THE TASK: Each line below from the one containing "use tokio_rusqlite::params;" through the one containing "one generation's store." is to be given again exactly, and no line outside that span.

DATA FOR THE TASK:
=== Begin Enclosure ===
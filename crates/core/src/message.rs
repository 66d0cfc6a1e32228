//! Request and response model passed between the host, the proxy, the
//! network and the cache store.

use std::fmt;
use std::str::FromStr;

use bytes::Bytes;
use serde::{Deserialize, Serialize};
use url::Url;

use crate::Error;

/// How the client issued a request.
///
/// Only [`RequestMode::Navigate`] changes proxy behaviour; the others are
/// carried so pass-through requests reach the network as issued.
#[derive(Debug, Clone, Copy, Default, PartialEq, Eq, Serialize, Deserialize)]
#[serde(rename_all = "kebab-case")]
pub enum RequestMode {
    /// Top-level document load.
    Navigate,
    SameOrigin,
    #[default]
    NoCors,
    Cors,
}

impl RequestMode {
    pub fn as_str(&self) -> &'static str {
        match self {
            RequestMode::Navigate => "navigate",
            RequestMode::SameOrigin => "same-origin",
            RequestMode::NoCors => "no-cors",
            RequestMode::Cors => "cors",
        }
    }
}

impl FromStr for RequestMode {
    type Err = Error;

    fn from_str(s: &str) -> Result<Self, Self::Err> {
        match s {
            "navigate" => Ok(RequestMode::Navigate),
            "same-origin" => Ok(RequestMode::SameOrigin),
            "no-cors" => Ok(RequestMode::NoCors),
            "cors" => Ok(RequestMode::Cors),
            other => Err(Error::InvalidInput(format!("unknown request mode: {other}"))),
        }
    }
}

/// A request issued by a client context.
#[derive(Debug, Clone, PartialEq, Eq)]
pub struct ProxyRequest {
    pub method: String,
    pub url: Url,
    pub mode: RequestMode,
    pub headers: Vec<(String, String)>,
}

impl ProxyRequest {
    /// Build a request, upper-casing the method and dropping the URL fragment.
    pub fn new(method: &str, mut url: Url, mode: RequestMode) -> Self {
        url.set_fragment(None);
        Self { method: method.to_ascii_uppercase(), url, mode, headers: Vec::new() }
    }

    /// Sub-resource GET.
    pub fn get(url: Url) -> Self {
        Self::new("GET", url, RequestMode::NoCors)
    }

    /// Top-level document GET.
    pub fn navigate(url: Url) -> Self {
        Self::new("GET", url, RequestMode::Navigate)
    }

    pub fn with_header(mut self, name: impl Into<String>, value: impl Into<String>) -> Self {
        self.headers.push((name.into(), value.into()));
        self
    }

    pub fn is_get(&self) -> bool {
        self.method == "GET"
    }

    pub fn is_navigation(&self) -> bool {
        self.mode == RequestMode::Navigate
    }
}

/// A response, either fetched, cached, or synthesized.
///
/// Cloning is cheap: the body is reference counted.
#[derive(Debug, Clone, PartialEq, Eq)]
pub struct ProxyResponse {
    pub status: u16,
    pub status_text: String,
    pub headers: Vec<(String, String)>,
    pub body: Bytes,
    /// URL the response was fetched from, if any.
    pub url: Option<String>,
}

impl ProxyResponse {
    pub fn new(status: u16, body: impl Into<Bytes>) -> Self {
        Self {
            status,
            status_text: String::new(),
            headers: Vec::new(),
            body: body.into(),
            url: None,
        }
    }

    /// Synthetic `503 Service Unavailable` plain-text response.
    pub fn placeholder(text: &str) -> Self {
        Self {
            status: 503,
            status_text: "Service Unavailable".into(),
            headers: vec![("content-type".into(), "text/plain; charset=utf-8".into())],
            body: Bytes::copy_from_slice(text.as_bytes()),
            url: None,
        }
    }

    pub fn with_header(mut self, name: impl Into<String>, value: impl Into<String>) -> Self {
        self.headers.push((name.into(), value.into()));
        self
    }

    /// Status in the 200..=299 range.
    pub fn ok(&self) -> bool {
        (200..300).contains(&self.status)
    }

    /// First header value matching `name`, case-insensitively.
    pub fn header(&self, name: &str) -> Option<&str> {
        self.headers
            .iter()
            .find(|(k, _)| k.eq_ignore_ascii_case(name))
            .map(|(_, v)| v.as_str())
    }

    pub fn content_type(&self) -> Option<&str> {
        self.header("content-type")
    }

    /// Body decoded as UTF-8, replacing invalid sequences.
    pub fn text(&self) -> String {
        String::from_utf8_lossy(&self.body).into_owned()
    }
}

/// Which resolution path produced a response.
#[derive(Debug, Clone, Copy, PartialEq, Eq, Serialize, Deserialize)]
#[serde(rename_all = "snake_case")]
pub enum ResponseSource {
    /// Fetched from the network origin by the proxy.
    Network,
    /// Served from the generation's store.
    Cache,
    /// Cached fallback document served for a failed navigation.
    Fallback,
    /// Synthesized offline/error response.
    Placeholder,
    /// Not intercepted; forwarded to the network untouched.
    Passthrough,
    /// No active worker controls the client.
    Uncontrolled,
}

impl ResponseSource {
    pub fn as_str(&self) -> &'static str {
        match self {
            ResponseSource::Network => "network",
            ResponseSource::Cache => "cache",
            ResponseSource::Fallback => "fallback",
            ResponseSource::Placeholder => "placeholder",
            ResponseSource::Passthrough => "passthrough",
            ResponseSource::Uncontrolled => "uncontrolled",
        }
    }
}

impl fmt::Display for ResponseSource {
    fn fmt(&self, f: &mut fmt::Formatter<'_>) -> fmt::Result {
        f.write_str(self.as_str())
    }
}

#[cfg(test)]
mod tests {
    use super::*;

    #[test]
    fn test_request_normalizes_method_and_fragment() {
        let url = Url::parse("https://Example.com/admin/index.html#top").unwrap();
        let req = ProxyRequest::new("get", url, RequestMode::Navigate);
        assert_eq!(req.method, "GET");
        assert_eq!(req.url.as_str(), "https://example.com/admin/index.html");
        assert!(req.is_get());
        assert!(req.is_navigation());
    }

    #[test]
    fn test_request_mode_parse() {
        assert_eq!("navigate".parse::<RequestMode>().unwrap(), RequestMode::Navigate);
        assert_eq!("no-cors".parse::<RequestMode>().unwrap(), RequestMode::NoCors);
        assert!("document".parse::<RequestMode>().is_err());
    }

    #[test]
    fn test_response_ok_range() {
        assert!(ProxyResponse::new(200, "a").ok());
        assert!(ProxyResponse::new(204, "").ok());
        assert!(!ProxyResponse::new(304, "").ok());
        assert!(!ProxyResponse::new(404, "").ok());
    }

    #[test]
    fn test_placeholder_is_not_ok() {
        let resp = ProxyResponse::placeholder("Offline");
        assert!(!resp.ok());
        assert_eq!(resp.text(), "Offline");
        assert_eq!(resp.content_type(), Some("text/plain; charset=utf-8"));
    }

    #[test]
    fn test_header_lookup_is_case_insensitive() {
        let resp = ProxyResponse::new(200, "").with_header("Content-Type", "text/html");
        assert_eq!(resp.header("content-type"), Some("text/html"));
        assert_eq!(resp.header("etag"), None);
    }

    #[test]
    fn test_response_source_serializes_snake_case() {
        let json = serde_json::to_string(&ResponseSource::Passthrough).unwrap();
        assert_eq!(json, "\"passthrough\"");
    }
}
//! Per-generation store of cached responses.
//!
//! Entries are keyed by request identity (method + canonical URL). A `put`
//! replaces any previous response for the same request.

use super::connection::CacheDb;
use super::hash::compute_request_key;
use crate::{Error, ProxyRequest, ProxyResponse};
use bytes::Bytes;
use schemars::JsonSchema;
use serde::{Deserialize, Serialize};
use tokio_rusqlite::params;
use tokio_rusqlite::rusqlite;

/// Summary of a stored entry, without its body.
#[derive(Debug, Clone, PartialEq, Eq, Serialize, Deserialize, JsonSchema)]
pub struct EntryMeta {
    pub method: String,
    pub url: String,
    pub status_code: u16,
    pub content_type: Option<String>,
    pub size: usize,
    pub stored_at: String,
}

/// Handle to one generation's store.
#[derive(Clone, Debug)]
pub struct CacheStore {
    db: CacheDb,
    generation: String,
}

type EntryRow = (u16, String, String, Vec<u8>, String);

/// Decode the first row of a `(status_code, status_text, headers_json, body, url)` query.
pub(crate) fn read_entry<P: rusqlite::Params>(
    stmt: &mut rusqlite::Statement<'_>, params: P,
) -> Result<Option<ProxyResponse>, Error> {
    let result = stmt.query_row(params, |row| -> rusqlite::Result<EntryRow> {
        Ok((row.get(0)?, row.get(1)?, row.get(2)?, row.get(3)?, row.get(4)?))
    });

    let (status, status_text, headers_json, body, url) = match result {
        Ok(row) => row,
        Err(rusqlite::Error::QueryReturnedNoRows) => return Ok(None),
        Err(e) => return Err(e.into()),
    };

    let headers: Vec<(String, String)> =
        serde_json::from_str(&headers_json).map_err(|e| Error::CorruptEntry(format!("{url}: {e}")))?;

    Ok(Some(ProxyResponse { status, status_text, headers, body: Bytes::from(body), url: Some(url) }))
}

impl CacheStore {
    pub(crate) fn new(db: CacheDb, generation: &str) -> Self {
        Self { db, generation: generation.to_string() }
    }

    pub fn generation(&self) -> &str {
        &self.generation
    }

    /// Look up the stored response for a request.
    pub async fn match_request(&self, request: &ProxyRequest) -> Result<Option<ProxyResponse>, Error> {
        let key = compute_request_key(&request.method, request.url.as_str());
        let generation = self.generation.clone();
        self.db
            .conn
            .call(move |conn| -> Result<Option<ProxyResponse>, Error> {
                let mut stmt = conn.prepare(
                    "SELECT status_code, status_text, headers_json, body, url
                     FROM entries WHERE key_hash = ?1 AND generation = ?2",
                )?;
                read_entry(&mut stmt, params![key, generation])
            })
            .await
            .map_err(Error::from)
    }

    /// Store a response for a request, replacing any previous entry.
    ///
    /// Recreates the generation if it has been deleted in the meantime.
    pub async fn put(&self, request: &ProxyRequest, response: &ProxyResponse) -> Result<(), Error> {
        let key = compute_request_key(&request.method, request.url.as_str());
        let generation = self.generation.clone();
        let method = request.method.clone();
        let url = request.url.to_string();
        let status = response.status;
        let status_text = response.status_text.clone();
        let headers_json =
            serde_json::to_string(&response.headers).map_err(|e| Error::InvalidInput(e.to_string()))?;
        let body = response.body.to_vec();
        let now = chrono::Utc::now().to_rfc3339();

        self.db
            .conn
            .call(move |conn| -> Result<(), Error> {
                conn.execute(
                    "INSERT OR IGNORE INTO generations (id, created_at) VALUES (?1, ?2)",
                    params![&generation, &now],
                )?;
                conn.execute(
                    "INSERT INTO entries (
                        generation, key_hash, method, url, status_code, status_text,
                        headers_json, body, stored_at
                    ) VALUES (?1, ?2, ?3, ?4, ?5, ?6, ?7, ?8, ?9)
                    ON CONFLICT(generation, key_hash) DO UPDATE SET
                        method = excluded.method,
                        url = excluded.url,
                        status_code = excluded.status_code,
                        status_text = excluded.status_text,
                        headers_json = excluded.headers_json,
                        body = excluded.body,
                        stored_at = excluded.stored_at",
                    params![generation, key, method, url, status, status_text, headers_json, body, now],
                )?;
                Ok(())
            })
            .await
            .map_err(Error::from)
    }

    /// List stored entries, oldest first.
    pub async fn keys(&self) -> Result<Vec<EntryMeta>, Error> {
        let generation = self.generation.clone();
        self.db
            .conn
            .call(move |conn| -> Result<Vec<EntryMeta>, Error> {
                let mut stmt = conn.prepare(
                    "SELECT method, url, status_code, headers_json, length(body), stored_at
                     FROM entries WHERE generation = ?1
                     ORDER BY stored_at ASC, rowid ASC",
                )?;
                let rows = stmt
                    .query_map(params![generation], |row| {
                        Ok((
                            row.get::<_, String>(0)?,
                            row.get::<_, String>(1)?,
                            row.get::<_, u16>(2)?,
                            row.get::<_, String>(3)?,
                            row.get::<_, i64>(4)?,
                            row.get::<_, String>(5)?,
                        ))
                    })?
                    .collect::<Result<Vec<_>, rusqlite::Error>>()?;

                rows.into_iter()
                    .map(|(method, url, status_code, headers_json, size, stored_at)| {
                        let headers: Vec<(String, String)> = serde_json::from_str(&headers_json)
                            .map_err(|e| Error::CorruptEntry(format!("{url}: {e}")))?;
                        let content_type = headers
                            .into_iter()
                            .find(|(k, _)| k.eq_ignore_ascii_case("content-type"))
                            .map(|(_, v)| v);
                        Ok(EntryMeta { method, url, status_code, content_type, size: size as usize, stored_at })
                    })
                    .collect()
            })
            .await
            .map_err(Error::from)
    }

    pub async fn len(&self) -> Result<usize, Error> {
        let generation = self.generation.clone();
        self.db
            .conn
            .call(move |conn| -> Result<usize, Error> {
                let count: i64 =
                    conn.query_row("SELECT COUNT(*) FROM entries WHERE generation = ?1", params![generation], |row| {
                        row.get(0)
                    })?;
                Ok(count as usize)
            })
            .await
            .map_err(Error::from)
    }

    pub async fn is_empty(&self) -> Result<bool, Error> {
        Ok(self.len().await? == 0)
    }
}
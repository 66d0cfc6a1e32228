//! sw_update, sw_activate and sw_status tool implementations.

use rmcp::{ErrorData as McpError, model::CallToolResult};
use schemars::JsonSchema;
use serde::{Deserialize, Serialize};
use shellcache_client::HostStatus;

use crate::context::ServerContext;
use crate::error::ToolError;
use crate::tools::json_result;

/// Parameters for the sw_update tool.
#[derive(Debug, Clone, Serialize, Deserialize, JsonSchema)]
pub struct SwUpdateParams {
    /// Identifier of the new cache generation (e.g. "da360-admin-v2").
    pub generation_id: String,

    /// Activate right after install (default: the deployment's setting).
    /// When false the generation waits for sw_activate.
    #[serde(default)]
    pub skip_waiting: Option<bool>,
}

#[derive(Debug, Clone, Serialize)]
struct SwStatusOutput {
    host: HostStatus,
    generations: Vec<String>,
}

/// Implementation of the sw_update tool.
pub async fn update_impl(ctx: &ServerContext, params: SwUpdateParams) -> Result<CallToolResult, McpError> {
    let generation_id = params.generation_id.trim();
    if generation_id.is_empty() {
        return Err(ToolError::InvalidInput("generation_id must not be empty".into()).into());
    }

    let proxy = ctx.proxy_for(generation_id, params.skip_waiting)?;
    let registered = ctx.host().register(proxy).await?;
    json_result(&registered)
}

/// Implementation of the sw_activate tool.
pub async fn activate_impl(ctx: &ServerContext) -> Result<CallToolResult, McpError> {
    let activation = ctx.host().activate_waiting().await?;
    json_result(&activation)
}

/// Implementation of the sw_status tool.
pub async fn status_impl(ctx: &ServerContext) -> Result<CallToolResult, McpError> {
    let host = ctx.host().status().await;
    let generations = ctx.db().generation_ids().await?;
    json_result(&SwStatusOutput { host, generations })
}

#[cfg(test)]
mod tests {
    use super::*;
    use crate::context::test_support::offline_context;
    use crate::tools::result_text;
    use serde_json::Value;

    #[tokio::test]
    async fn test_status_before_install() {
        let ctx = offline_context().await;

        let result = status_impl(&ctx).await.unwrap();
        let output: Value = serde_json::from_str(&result_text(&result)).unwrap();

        assert!(output["host"]["active"].is_null());
        assert_eq!(output["host"]["controlling"], false);
        assert_eq!(output["generations"], serde_json::json!([]));
    }

    #[tokio::test]
    async fn test_update_replaces_generation() {
        let ctx = offline_context().await;
        ctx.install_configured().await.unwrap();

        let params = SwUpdateParams { generation_id: "da360-admin-v2".into(), skip_waiting: None };
        let result = update_impl(&ctx, params).await.unwrap();
        let output: Value = serde_json::from_str(&result_text(&result)).unwrap();

        assert_eq!(output["install"]["generation"], "da360-admin-v2");
        assert_eq!(output["activation"]["removed"], serde_json::json!(["da360-admin-v1"]));

        let status = status_impl(&ctx).await.unwrap();
        let status: Value = serde_json::from_str(&result_text(&status)).unwrap();
        assert_eq!(status["host"]["active"]["generation_id"], "da360-admin-v2");
        assert_eq!(status["host"]["active"]["state"], "activated");
        assert_eq!(status["generations"], serde_json::json!(["da360-admin-v2"]));
    }

    #[tokio::test]
    async fn test_update_rejects_empty_generation() {
        let ctx = offline_context().await;
        let params = SwUpdateParams { generation_id: " ".into(), skip_waiting: None };
        let err = update_impl(&ctx, params).await.unwrap_err();
        assert_eq!(err.code.0, -32602);
    }

    #[tokio::test]
    async fn test_update_can_wait_for_activate() {
        let ctx = offline_context().await;
        ctx.install_configured().await.unwrap();

        let params = SwUpdateParams { generation_id: "da360-admin-v2".into(), skip_waiting: Some(false) };
        let result = update_impl(&ctx, params).await.unwrap();
        let output: Value = serde_json::from_str(&result_text(&result)).unwrap();
        assert!(output["activation"].is_null());

        let status = status_impl(&ctx).await.unwrap();
        let status: Value = serde_json::from_str(&result_text(&status)).unwrap();
        assert_eq!(status["host"]["active"]["generation_id"], "da360-admin-v1");
        assert_eq!(status["host"]["waiting"]["generation_id"], "da360-admin-v2");

        let result = activate_impl(&ctx).await.unwrap();
        let output: Value = serde_json::from_str(&result_text(&result)).unwrap();
        assert_eq!(output["generation"], "da360-admin-v2");
        assert_eq!(output["removed"], serde_json::json!(["da360-admin-v1"]));
    }

    #[tokio::test]
    async fn test_activate_without_waiting_generation() {
        let ctx = offline_context().await;
        let result = activate_impl(&ctx).await.unwrap();
        assert_eq!(result_text(&result), "null");
    }
}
=== End Enclosure ===
ANSWER SPACE:
use tokio_rusqlite::params;
use tokio_rusqlite::rusqlite;

/// Summary of a stored entry, without its body.
#[derive(Debug, Clone, PartialEq, Eq, Serialize, Deserialize, JsonSchema)]
pub struct EntryMeta {
    pub method: String,
    pub url: String,
    pub status_code: u16,
    pub content_type: Option<String>,
    pub size: usize,
    pub stored_at: String,
}

/// Handle to one generation's store.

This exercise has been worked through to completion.